------ Supplied data ------

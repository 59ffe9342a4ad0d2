use std::sync::Arc;

use axum::{
    Json,
    extract::{Extension, Path},
    http::StatusCode,
    response::IntoResponse,
};
use serde_json::json;

use crate::app::services::AppServices;
use crate::app::{dto, errors};
use crate::context::CallerContext;

fn accepted(result: Result<bool, curvebook_infra::DispatchError>) -> axum::response::Response {
    match result {
        Ok(ok) => (StatusCode::OK, Json(json!({ "ok": ok }))).into_response(),
        Err(e) => errors::dispatch_error_to_response(e),
    }
}

pub async fn balance_of(
    Extension(services): Extension<Arc<AppServices>>,
    Path(account): Path<String>,
) -> axum::response::Response {
    let account = match dto::parse_account("account", &account) {
        Ok(a) => a,
        Err(resp) => return resp,
    };
    match services.ledger.balance_of(account) {
        Ok(balance) => (
            StatusCode::OK,
            Json(json!({ "account": account.to_string(), "balance": balance.to_string() })),
        )
            .into_response(),
        Err(e) => errors::dispatch_error_to_response(e),
    }
}

pub async fn allowance(
    Extension(services): Extension<Arc<AppServices>>,
    Path((owner, spender)): Path<(String, String)>,
) -> axum::response::Response {
    let (owner, spender) = match (
        dto::parse_account("owner", &owner),
        dto::parse_account("spender", &spender),
    ) {
        (Ok(o), Ok(s)) => (o, s),
        (Err(resp), _) | (_, Err(resp)) => return resp,
    };
    match services.ledger.allowance(owner, spender) {
        Ok(value) => (StatusCode::OK, Json(json!({ "allowance": value.to_string() }))).into_response(),
        Err(e) => errors::dispatch_error_to_response(e),
    }
}

pub async fn transfer(
    Extension(services): Extension<Arc<AppServices>>,
    Extension(caller): Extension<CallerContext>,
    Json(body): Json<dto::TransferRequest>,
) -> axum::response::Response {
    let to = match dto::parse_account("to", &body.to) {
        Ok(a) => a,
        Err(resp) => return resp,
    };
    accepted(services.ledger.transfer(caller.account(), to, body.value))
}

pub async fn approve(
    Extension(services): Extension<Arc<AppServices>>,
    Extension(caller): Extension<CallerContext>,
    Json(body): Json<dto::ApproveRequest>,
) -> axum::response::Response {
    let spender = match dto::parse_account("spender", &body.spender) {
        Ok(a) => a,
        Err(resp) => return resp,
    };
    accepted(services.ledger.approve(caller.account(), spender, body.value))
}

pub async fn transfer_from(
    Extension(services): Extension<Arc<AppServices>>,
    Extension(caller): Extension<CallerContext>,
    Json(body): Json<dto::TransferFromRequest>,
) -> axum::response::Response {
    let (from, to) = match (
        dto::parse_account("from", &body.from),
        dto::parse_account("to", &body.to),
    ) {
        (Ok(f), Ok(t)) => (f, t),
        (Err(resp), _) | (_, Err(resp)) => return resp,
    };
    accepted(services.ledger.transfer_from(caller.account(), from, to, body.value))
}

pub async fn increase_allowance(
    Extension(services): Extension<Arc<AppServices>>,
    Extension(caller): Extension<CallerContext>,
    Json(body): Json<dto::AllowanceDeltaRequest>,
) -> axum::response::Response {
    let spender = match dto::parse_account("spender", &body.spender) {
        Ok(a) => a,
        Err(resp) => return resp,
    };
    accepted(services.ledger.increase_allowance(caller.account(), spender, body.delta))
}

pub async fn decrease_allowance(
    Extension(services): Extension<Arc<AppServices>>,
    Extension(caller): Extension<CallerContext>,
    Json(body): Json<dto::AllowanceDeltaRequest>,
) -> axum::response::Response {
    let spender = match dto::parse_account("spender", &body.spender) {
        Ok(a) => a,
        Err(resp) => return resp,
    };
    accepted(services.ledger.decrease_allowance(caller.account(), spender, body.delta))
}
use axum::{
    http::{HeaderMap, StatusCode},
    middleware::Next,
    response::Response,
};

use curvebook_core::AccountId;

use crate::app::errors::json_error;
use crate::context::CallerContext;

pub const CALLER_HEADER: &str = "x-account-id";

pub async fn caller_middleware(
    mut req: axum::http::Request<axum::body::Body>,
    next: Next,
) -> Result<Response, Response> {
    let account = extract_caller(req.headers())?;
    req.extensions_mut().insert(CallerContext::new(account));
    Ok(next.run(req).await)
}

fn extract_caller(headers: &HeaderMap) -> Result<AccountId, Response> {
    let missing = || {
        json_error(
            StatusCode::UNAUTHORIZED,
            "missing_caller",
            format!("{CALLER_HEADER} header is required"),
        )
    };

    let raw = headers
        .get(CALLER_HEADER)
        .ok_or_else(missing)?
        .to_str()
        .map_err(|_| missing())?
        .trim();

    let account = raw.parse::<AccountId>().map_err(|e| {
        json_error(StatusCode::BAD_REQUEST, "invalid_account_id", e.to_string())
    })?;
    if account.is_null() {
        return Err(json_error(
            StatusCode::BAD_REQUEST,
            "invalid_account_id",
            "the null identity cannot act as a caller",
        ));
    }
    Ok(account)
}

------

What is required: Restate every entry exactly. Leave nothing out.

Answer for the task:
repository 59ffe9342a4ad0d2
use std::sync::Arc;

use axum::{
    Json,
    extract::{Extension, Path},
    http::StatusCode,
    response::IntoResponse,
};
use serde_json::json;

use crate::app::services::AppServices;
use crate::app::{dto, errors};
use crate::context::CallerContext;

fn accepted(result: Result<bool, curvebook_infra::DispatchError>) -> axum::response::Response {
    match result {
        Ok(ok) => (StatusCode::OK, Json(json!({ "ok": ok }))).into_response(),
        Err(e) => errors::dispatch_error_to_response(e),
    }
}

pub async fn balance_of(
    Extension(services): Extension<Arc<AppServices>>,
    Path(account): Path<String>,
) -> axum::response::Response {
    let account = match dto::parse_account("account", &account) {
        Ok(a) => a,
        Err(resp) => return resp,
    };
    match services.ledger.balance_of(account) {
        Ok(balance) => (
            StatusCode::OK,
            Json(json!({ "account": account.to_string(), "balance": balance.to_string() })),
        )
            .into_response(),
        Err(e) => errors::dispatch_error_to_response(e),
    }
}

pub async fn allowance(
    Extension(services): Extension<Arc<AppServices>>,
    Path((owner, spender)): Path<(String, String)>,
) -> axum::response::Response {
    let (owner, spender) = match (
        dto::parse_account("owner", &owner),
        dto::parse_account("spender", &spender),
    ) {
        (Ok(o), Ok(s)) => (o, s),
        (Err(resp), _) | (_, Err(resp)) => return resp,
    };
    match services.ledger.allowance(owner, spender) {
        Ok(value) => (StatusCode::OK, Json(json!({ "allowance": value.to_string() }))).into_response(),
        Err(e) => errors::dispatch_error_to_response(e),
    }
}

pub async fn transfer(
    Extension(services): Extension<Arc<AppServices>>,
    Extension(caller): Extension<CallerContext>,
    Json(body): Json<dto::TransferRequest>,
) -> axum::response::Response {
    let to = match dto::parse_account("to", &body.to) {
        Ok(a) => a,
        Err(resp) => return resp,
    };
    accepted(services.ledger.transfer(caller.account(), to, body.value))
}

pub async fn approve(
    Extension(services): Extension<Arc<AppServices>>,
    Extension(caller): Extension<CallerContext>,
    Json(body): Json<dto::ApproveRequest>,
) -> axum::response::Response {
    let spender = match dto::parse_account("spender", &body.spender) {
        Ok(a) => a,
        Err(resp) => return resp,
    };
    accepted(services.ledger.approve(caller.account(), spender, body.value))
}

pub async fn transfer_from(
    Extension(services): Extension<Arc<AppServices>>,
    Extension(caller): Extension<CallerContext>,
    Json(body): Json<dto::TransferFromRequest>,
) -> axum::response::Response {
    let (from, to) = match (
        dto::parse_account("from", &body.from),
        dto::parse_account("to", &body.to),
    ) {
        (Ok(f), Ok(t)) => (f, t),
        (Err(resp), _) | (_, Err(resp)) => return resp,
    };
    accepted(services.ledger.transfer_from(caller.account(), from, to, body.value))
}

pub async fn increase_allowance(
    Extension(services): Extension<Arc<AppServices>>,
    Extension(caller): Extension<CallerContext>,
    Json(body): Json<dto::AllowanceDeltaRequest>,
) -> axum::response::Response {
    let spender = match dto::parse_account("spender", &body.spender) {
        Ok(a) => a,
        Err(resp) => return resp,
    };
    accepted(services.ledger.increase_allowance(caller.account(), spender, body.delta))
}

pub async fn decrease_allowance(
    Extension(services): Extension<Arc<AppServices>>,
    Extension(caller): Extension<CallerContext>,
    Json(body): Json<dto::AllowanceDeltaRequest>,
) -> axum::response::Response {
    let spender = match dto::parse_account("spender", &body.spender) {
        Ok(a) => a,
        Err(resp) => return resp,
    };
    accepted(services.ledger.decrease_allowance(caller.account(), spender, body.delta))
}
use axum::{
    http::{HeaderMap, StatusCode},
    middleware::Next,
    response::Response,
};

use curvebook_core::AccountId;

use crate::app::errors::json_error;
use crate::context::CallerContext;

pub const CALLER_HEADER: &str = "x-account-id";

pub async fn caller_middleware(
    mut req: axum::http::Request<axum::body::Body>,
    next: Next,
) -> Result<Response, Response> {
    let account = extract_caller(req.headers())?;
    req.extensions_mut().insert(CallerContext::new(account));
    Ok(next.run(req).await)
}

fn extract_caller(headers: &HeaderMap) -> Result<AccountId, Response> {
    let missing = || {
        json_error(
            StatusCode::UNAUTHORIZED,
            "missing_caller",
            format!("{CALLER_HEADER} header is required"),
        )
    };

    let raw = headers
        .get(CALLER_HEADER)
        .ok_or_else(missing)?
        .to_str()
        .map_err(|_| missing())?
        .trim();

    let account = raw.parse::<AccountId>().map_err(|e| {
        json_error(StatusCode::BAD_REQUEST, "invalid_account_id", e.to_string())
    })?;
    if account.is_null() {
        return Err(json_error(
            StatusCode::BAD_REQUEST,
            "invalid_account_id",
            "the null identity cannot act as a caller",
        ));
    }
    Ok(account)
}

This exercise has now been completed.